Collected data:
• • • • • • •
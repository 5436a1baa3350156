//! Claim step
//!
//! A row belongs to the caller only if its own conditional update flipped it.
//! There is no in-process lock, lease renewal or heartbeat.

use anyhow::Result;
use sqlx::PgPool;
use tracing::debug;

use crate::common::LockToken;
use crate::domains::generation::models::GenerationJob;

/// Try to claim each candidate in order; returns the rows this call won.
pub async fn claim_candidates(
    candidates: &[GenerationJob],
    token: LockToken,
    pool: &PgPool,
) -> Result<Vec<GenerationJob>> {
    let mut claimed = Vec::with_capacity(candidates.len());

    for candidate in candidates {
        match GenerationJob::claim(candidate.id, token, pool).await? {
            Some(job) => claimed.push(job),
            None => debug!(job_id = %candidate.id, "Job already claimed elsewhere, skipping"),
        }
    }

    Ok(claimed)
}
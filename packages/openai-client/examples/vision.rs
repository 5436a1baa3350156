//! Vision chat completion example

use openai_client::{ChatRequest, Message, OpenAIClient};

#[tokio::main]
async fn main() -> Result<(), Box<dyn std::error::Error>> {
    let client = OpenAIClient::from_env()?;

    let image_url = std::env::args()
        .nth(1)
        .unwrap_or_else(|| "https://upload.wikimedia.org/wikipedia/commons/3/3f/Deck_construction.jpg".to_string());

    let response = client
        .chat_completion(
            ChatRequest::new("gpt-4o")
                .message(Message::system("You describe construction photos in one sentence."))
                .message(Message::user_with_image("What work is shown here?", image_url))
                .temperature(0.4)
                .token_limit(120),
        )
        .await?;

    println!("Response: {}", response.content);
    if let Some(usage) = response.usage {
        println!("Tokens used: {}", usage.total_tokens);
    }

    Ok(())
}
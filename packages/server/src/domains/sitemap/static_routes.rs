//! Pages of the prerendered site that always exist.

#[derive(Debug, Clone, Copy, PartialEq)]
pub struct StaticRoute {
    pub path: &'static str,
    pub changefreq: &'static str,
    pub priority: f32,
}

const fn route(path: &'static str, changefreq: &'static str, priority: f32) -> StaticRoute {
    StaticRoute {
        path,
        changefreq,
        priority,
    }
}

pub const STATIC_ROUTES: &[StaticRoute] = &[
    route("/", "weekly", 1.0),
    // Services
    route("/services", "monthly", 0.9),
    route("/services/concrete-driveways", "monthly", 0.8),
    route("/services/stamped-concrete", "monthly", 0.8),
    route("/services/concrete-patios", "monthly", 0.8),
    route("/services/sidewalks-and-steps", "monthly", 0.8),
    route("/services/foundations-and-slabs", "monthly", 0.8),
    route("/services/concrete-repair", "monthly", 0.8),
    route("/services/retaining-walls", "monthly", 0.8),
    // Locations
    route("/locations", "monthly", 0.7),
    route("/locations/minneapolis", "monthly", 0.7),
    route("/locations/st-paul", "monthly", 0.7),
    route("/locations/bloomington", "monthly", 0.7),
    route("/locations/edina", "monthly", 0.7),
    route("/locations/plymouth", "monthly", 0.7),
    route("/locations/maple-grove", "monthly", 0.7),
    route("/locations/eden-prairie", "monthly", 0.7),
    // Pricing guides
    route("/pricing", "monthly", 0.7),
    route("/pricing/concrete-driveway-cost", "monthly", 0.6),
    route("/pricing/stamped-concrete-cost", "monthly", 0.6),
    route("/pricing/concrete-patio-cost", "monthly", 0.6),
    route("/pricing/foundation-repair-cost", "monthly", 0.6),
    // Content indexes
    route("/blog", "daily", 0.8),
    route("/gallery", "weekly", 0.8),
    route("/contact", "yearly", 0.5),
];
• • • • • • •
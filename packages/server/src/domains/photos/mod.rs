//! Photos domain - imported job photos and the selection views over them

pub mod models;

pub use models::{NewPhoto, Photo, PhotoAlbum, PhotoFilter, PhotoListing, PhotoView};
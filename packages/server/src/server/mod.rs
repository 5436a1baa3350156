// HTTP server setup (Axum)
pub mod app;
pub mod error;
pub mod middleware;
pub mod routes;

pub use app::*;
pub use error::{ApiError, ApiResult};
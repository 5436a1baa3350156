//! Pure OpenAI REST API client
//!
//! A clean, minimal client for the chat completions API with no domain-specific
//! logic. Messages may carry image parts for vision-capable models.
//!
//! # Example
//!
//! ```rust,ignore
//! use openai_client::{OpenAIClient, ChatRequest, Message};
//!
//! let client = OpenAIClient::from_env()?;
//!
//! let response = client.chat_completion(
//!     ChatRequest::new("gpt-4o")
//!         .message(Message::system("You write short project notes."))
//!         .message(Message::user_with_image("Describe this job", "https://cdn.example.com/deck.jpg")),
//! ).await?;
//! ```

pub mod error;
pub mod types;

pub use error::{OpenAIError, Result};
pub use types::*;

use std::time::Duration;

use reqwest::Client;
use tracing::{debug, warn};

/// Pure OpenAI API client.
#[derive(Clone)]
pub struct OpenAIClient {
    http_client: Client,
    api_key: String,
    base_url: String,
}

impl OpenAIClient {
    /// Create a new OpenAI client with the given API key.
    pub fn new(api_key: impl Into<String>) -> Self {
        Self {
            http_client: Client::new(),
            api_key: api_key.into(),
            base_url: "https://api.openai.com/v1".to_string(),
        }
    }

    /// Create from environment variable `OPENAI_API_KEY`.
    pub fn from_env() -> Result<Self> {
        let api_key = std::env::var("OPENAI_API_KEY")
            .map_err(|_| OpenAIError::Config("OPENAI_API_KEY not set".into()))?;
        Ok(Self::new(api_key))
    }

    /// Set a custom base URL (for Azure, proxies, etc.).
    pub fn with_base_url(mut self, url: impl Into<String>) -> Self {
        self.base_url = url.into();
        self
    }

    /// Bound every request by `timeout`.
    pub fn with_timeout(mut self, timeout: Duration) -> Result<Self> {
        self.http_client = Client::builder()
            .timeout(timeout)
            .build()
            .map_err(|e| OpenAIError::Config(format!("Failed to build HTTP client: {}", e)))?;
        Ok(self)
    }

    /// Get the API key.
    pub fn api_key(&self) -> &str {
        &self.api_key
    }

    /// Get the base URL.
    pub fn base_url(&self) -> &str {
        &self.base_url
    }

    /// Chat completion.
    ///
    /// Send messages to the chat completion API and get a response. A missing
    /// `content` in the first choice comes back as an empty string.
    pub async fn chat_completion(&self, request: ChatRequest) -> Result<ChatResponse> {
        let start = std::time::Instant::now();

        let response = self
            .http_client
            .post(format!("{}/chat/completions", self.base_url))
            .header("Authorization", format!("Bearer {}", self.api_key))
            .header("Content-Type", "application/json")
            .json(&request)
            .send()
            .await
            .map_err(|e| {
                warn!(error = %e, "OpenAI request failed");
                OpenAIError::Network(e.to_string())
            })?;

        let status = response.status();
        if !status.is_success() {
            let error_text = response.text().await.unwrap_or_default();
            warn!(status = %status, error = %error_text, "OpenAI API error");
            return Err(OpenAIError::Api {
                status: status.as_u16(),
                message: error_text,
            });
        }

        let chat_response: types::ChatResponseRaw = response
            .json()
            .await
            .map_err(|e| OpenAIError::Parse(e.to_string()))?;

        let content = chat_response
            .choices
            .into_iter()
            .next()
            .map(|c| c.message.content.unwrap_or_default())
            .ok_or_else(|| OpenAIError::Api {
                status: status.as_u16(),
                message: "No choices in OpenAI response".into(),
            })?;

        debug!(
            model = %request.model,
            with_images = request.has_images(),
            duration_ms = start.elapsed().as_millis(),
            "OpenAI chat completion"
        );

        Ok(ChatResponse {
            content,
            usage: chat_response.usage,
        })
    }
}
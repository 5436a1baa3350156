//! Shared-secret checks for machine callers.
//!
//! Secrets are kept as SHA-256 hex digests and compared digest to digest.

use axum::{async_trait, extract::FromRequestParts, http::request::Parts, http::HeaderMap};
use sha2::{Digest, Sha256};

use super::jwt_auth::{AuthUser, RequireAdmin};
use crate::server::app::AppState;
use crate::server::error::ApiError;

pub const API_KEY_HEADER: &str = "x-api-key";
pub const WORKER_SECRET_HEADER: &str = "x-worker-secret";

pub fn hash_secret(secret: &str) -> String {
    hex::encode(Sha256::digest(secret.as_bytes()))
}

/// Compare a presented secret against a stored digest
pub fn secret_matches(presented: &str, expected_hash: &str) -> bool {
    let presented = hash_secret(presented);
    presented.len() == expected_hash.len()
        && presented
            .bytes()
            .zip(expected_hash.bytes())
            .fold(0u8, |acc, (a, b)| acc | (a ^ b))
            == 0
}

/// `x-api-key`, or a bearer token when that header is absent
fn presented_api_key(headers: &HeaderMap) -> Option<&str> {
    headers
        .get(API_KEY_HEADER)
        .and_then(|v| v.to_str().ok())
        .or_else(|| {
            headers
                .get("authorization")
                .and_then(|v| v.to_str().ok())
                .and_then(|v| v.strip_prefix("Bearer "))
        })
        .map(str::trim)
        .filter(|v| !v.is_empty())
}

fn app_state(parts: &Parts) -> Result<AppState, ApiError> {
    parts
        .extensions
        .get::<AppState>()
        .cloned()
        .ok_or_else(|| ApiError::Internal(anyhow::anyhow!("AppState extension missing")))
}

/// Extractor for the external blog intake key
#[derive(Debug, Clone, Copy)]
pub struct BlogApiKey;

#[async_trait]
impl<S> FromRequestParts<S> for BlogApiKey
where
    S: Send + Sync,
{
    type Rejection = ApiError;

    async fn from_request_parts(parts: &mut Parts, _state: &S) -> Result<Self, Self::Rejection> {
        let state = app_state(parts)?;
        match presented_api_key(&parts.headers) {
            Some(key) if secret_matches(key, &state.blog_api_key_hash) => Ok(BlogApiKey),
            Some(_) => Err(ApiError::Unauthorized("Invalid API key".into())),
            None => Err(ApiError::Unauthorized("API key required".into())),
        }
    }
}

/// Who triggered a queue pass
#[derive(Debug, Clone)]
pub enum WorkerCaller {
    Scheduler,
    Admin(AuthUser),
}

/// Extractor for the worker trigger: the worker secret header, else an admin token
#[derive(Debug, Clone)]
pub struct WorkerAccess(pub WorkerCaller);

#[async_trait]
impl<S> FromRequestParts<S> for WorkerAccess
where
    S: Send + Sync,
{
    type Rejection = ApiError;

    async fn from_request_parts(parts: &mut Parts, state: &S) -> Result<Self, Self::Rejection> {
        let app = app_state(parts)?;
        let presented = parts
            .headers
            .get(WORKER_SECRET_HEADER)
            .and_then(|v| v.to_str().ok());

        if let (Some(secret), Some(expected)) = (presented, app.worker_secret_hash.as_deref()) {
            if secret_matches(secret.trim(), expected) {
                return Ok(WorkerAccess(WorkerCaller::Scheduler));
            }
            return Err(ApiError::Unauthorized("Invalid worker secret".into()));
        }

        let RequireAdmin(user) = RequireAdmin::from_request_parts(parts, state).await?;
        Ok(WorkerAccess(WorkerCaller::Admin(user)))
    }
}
• • • • • • •
> [EXERCISE BRIEF] State how many lines in the entries above hold the word "path", with no further text.

> [REPLY] 3